> Task goal: All that is needed is each line of the entries holding the word "marker", copied as it stands.
———
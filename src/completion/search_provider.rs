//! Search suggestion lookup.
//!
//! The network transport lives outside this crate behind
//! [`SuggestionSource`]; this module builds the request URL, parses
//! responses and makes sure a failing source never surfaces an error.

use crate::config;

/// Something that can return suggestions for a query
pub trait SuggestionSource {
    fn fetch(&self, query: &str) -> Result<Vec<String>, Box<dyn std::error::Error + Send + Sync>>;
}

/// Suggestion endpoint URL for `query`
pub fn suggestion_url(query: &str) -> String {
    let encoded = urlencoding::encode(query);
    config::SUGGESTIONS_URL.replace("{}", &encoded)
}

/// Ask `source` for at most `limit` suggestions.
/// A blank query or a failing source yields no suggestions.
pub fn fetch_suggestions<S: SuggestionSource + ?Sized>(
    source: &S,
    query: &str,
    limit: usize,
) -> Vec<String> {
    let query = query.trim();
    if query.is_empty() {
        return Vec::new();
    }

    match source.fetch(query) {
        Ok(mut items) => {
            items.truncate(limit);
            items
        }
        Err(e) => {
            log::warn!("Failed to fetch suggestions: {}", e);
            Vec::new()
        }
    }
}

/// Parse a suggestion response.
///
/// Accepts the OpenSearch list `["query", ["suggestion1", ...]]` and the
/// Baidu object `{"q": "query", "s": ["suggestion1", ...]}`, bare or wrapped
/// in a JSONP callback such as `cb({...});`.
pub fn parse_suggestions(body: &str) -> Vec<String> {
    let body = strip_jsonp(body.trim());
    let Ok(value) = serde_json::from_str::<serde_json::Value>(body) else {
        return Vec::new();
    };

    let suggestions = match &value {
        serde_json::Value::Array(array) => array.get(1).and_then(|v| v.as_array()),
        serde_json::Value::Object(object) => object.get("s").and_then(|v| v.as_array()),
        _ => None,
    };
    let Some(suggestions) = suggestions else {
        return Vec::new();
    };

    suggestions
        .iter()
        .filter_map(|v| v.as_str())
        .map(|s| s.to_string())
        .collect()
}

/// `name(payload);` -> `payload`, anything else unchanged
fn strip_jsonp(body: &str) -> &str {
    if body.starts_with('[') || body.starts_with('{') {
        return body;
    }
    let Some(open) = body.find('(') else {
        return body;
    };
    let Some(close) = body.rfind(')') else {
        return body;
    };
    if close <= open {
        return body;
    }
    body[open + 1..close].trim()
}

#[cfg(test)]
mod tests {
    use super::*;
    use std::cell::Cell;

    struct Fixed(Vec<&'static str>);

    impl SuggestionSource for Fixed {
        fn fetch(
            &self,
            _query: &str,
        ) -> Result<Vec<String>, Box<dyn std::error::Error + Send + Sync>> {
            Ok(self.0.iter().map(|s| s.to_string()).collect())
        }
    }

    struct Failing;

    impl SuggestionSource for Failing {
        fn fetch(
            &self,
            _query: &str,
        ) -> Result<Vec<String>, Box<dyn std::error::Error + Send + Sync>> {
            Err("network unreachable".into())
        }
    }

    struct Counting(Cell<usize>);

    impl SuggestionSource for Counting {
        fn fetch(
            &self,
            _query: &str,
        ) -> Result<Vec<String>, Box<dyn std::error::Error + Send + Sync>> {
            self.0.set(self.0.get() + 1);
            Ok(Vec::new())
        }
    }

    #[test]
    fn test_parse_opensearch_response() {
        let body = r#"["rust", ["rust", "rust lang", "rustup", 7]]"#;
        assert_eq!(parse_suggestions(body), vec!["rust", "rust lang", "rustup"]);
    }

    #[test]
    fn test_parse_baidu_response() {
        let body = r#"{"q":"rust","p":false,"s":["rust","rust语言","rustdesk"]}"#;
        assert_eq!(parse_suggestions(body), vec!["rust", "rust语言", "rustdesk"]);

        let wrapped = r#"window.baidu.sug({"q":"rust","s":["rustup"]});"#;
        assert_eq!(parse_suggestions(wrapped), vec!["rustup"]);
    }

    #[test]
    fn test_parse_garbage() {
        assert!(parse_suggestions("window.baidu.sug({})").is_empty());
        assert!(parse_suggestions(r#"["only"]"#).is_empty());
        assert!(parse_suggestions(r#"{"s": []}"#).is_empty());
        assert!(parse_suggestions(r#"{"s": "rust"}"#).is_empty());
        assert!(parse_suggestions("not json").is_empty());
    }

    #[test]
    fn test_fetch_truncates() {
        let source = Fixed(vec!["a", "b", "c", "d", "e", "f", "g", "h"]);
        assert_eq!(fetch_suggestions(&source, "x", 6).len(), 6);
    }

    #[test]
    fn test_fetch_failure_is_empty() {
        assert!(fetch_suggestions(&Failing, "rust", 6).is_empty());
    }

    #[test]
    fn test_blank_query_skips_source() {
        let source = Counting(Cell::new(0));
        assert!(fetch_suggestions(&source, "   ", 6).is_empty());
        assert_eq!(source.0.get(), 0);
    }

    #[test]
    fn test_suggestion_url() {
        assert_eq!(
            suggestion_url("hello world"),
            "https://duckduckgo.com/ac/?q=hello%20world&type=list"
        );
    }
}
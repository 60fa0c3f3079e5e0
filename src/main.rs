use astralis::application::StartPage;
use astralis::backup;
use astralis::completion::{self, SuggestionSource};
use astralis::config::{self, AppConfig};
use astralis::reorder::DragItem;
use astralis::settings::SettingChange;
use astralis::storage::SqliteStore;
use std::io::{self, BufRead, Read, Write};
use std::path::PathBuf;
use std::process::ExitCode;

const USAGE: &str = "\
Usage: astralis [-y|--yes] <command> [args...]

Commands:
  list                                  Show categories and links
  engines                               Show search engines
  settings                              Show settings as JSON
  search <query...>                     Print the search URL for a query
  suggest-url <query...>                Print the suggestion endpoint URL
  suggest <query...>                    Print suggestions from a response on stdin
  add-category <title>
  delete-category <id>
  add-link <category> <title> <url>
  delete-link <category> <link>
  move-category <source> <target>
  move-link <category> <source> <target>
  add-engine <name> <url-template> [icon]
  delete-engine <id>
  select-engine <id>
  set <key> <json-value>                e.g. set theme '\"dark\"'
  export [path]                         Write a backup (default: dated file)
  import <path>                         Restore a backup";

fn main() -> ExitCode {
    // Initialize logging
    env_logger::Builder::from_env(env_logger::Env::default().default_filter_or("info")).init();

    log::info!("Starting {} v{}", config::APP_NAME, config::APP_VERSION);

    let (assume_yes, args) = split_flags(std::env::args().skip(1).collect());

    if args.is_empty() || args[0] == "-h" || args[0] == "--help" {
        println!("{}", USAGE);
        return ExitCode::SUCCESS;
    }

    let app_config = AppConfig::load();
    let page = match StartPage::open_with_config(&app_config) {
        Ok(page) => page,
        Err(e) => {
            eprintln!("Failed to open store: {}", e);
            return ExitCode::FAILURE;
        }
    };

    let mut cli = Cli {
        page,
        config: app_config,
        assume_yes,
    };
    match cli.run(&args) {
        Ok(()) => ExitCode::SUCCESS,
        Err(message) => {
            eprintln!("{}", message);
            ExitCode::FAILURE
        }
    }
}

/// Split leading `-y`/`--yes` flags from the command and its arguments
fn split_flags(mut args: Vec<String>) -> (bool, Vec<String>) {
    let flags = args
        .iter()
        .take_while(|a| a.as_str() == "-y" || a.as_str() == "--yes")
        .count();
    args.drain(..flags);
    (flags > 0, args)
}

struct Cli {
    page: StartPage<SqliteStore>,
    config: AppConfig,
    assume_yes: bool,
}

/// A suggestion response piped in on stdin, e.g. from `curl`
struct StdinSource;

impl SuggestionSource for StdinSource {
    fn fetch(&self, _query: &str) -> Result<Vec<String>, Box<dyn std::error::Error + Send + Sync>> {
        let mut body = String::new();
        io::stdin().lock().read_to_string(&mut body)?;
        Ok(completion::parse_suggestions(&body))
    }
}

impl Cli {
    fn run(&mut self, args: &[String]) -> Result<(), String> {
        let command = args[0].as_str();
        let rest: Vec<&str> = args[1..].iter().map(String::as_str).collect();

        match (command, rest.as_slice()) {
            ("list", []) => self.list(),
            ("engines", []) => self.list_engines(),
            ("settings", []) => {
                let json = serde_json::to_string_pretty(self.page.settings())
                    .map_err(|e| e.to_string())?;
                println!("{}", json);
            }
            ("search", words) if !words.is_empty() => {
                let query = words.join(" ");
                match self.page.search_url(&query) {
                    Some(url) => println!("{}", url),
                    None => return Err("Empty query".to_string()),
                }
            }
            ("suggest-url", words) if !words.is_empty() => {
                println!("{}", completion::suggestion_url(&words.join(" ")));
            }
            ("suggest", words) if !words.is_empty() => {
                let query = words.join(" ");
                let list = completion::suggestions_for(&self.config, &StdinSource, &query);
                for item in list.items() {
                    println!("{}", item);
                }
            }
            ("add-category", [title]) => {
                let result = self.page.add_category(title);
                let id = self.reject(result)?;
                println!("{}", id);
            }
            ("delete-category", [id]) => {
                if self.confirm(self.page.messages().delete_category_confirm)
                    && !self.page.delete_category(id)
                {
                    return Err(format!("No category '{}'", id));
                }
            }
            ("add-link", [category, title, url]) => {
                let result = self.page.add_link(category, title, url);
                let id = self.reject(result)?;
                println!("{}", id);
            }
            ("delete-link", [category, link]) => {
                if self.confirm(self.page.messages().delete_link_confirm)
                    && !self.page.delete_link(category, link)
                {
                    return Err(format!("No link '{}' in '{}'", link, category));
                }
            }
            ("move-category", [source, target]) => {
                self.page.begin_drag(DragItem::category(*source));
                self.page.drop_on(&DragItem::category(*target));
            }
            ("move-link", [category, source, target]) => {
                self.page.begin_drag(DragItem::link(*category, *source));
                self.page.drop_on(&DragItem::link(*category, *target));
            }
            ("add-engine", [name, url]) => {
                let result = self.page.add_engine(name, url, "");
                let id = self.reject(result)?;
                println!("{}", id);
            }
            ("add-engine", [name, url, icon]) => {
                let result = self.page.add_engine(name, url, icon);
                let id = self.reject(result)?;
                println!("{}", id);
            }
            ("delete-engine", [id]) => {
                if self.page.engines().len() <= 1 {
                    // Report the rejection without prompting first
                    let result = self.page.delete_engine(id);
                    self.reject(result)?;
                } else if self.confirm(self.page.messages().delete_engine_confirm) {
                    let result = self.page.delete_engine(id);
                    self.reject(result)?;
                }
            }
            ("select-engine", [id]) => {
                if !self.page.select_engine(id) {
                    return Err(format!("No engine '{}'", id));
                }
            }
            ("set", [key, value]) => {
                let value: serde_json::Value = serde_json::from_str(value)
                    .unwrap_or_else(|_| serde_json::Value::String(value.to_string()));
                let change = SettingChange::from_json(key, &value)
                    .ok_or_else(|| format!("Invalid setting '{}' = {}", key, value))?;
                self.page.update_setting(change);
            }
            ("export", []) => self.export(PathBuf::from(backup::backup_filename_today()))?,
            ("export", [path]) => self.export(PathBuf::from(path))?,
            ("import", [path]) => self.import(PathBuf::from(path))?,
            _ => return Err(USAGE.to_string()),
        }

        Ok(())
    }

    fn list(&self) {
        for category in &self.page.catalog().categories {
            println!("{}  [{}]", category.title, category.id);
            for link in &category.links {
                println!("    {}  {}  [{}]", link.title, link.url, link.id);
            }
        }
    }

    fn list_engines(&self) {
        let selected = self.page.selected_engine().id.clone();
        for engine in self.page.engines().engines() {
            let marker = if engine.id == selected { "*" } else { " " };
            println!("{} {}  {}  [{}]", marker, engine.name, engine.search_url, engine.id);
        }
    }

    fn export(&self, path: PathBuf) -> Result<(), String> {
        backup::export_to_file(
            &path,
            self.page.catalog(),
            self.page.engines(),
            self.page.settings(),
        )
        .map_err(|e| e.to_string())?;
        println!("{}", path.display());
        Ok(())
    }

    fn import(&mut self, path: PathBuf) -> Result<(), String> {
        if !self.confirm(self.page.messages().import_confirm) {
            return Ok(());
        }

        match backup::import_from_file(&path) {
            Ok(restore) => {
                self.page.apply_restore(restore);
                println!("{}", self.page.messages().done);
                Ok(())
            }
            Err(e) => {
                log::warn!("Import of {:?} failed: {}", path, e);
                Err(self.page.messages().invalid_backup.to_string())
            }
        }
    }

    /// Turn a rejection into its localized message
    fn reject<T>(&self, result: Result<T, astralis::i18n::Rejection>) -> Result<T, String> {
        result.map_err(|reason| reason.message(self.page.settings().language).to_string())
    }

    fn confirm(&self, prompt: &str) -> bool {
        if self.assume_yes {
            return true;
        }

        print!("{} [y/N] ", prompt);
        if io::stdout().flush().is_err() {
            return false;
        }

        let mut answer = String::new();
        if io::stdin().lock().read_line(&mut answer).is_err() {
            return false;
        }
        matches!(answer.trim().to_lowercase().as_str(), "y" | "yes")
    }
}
———
> Task response:
            let marker = if engine.id == selected { "*" } else { " " };
            println!("{} {}  {}  [{}]", marker, engine.name, engine.search_url, engine.id);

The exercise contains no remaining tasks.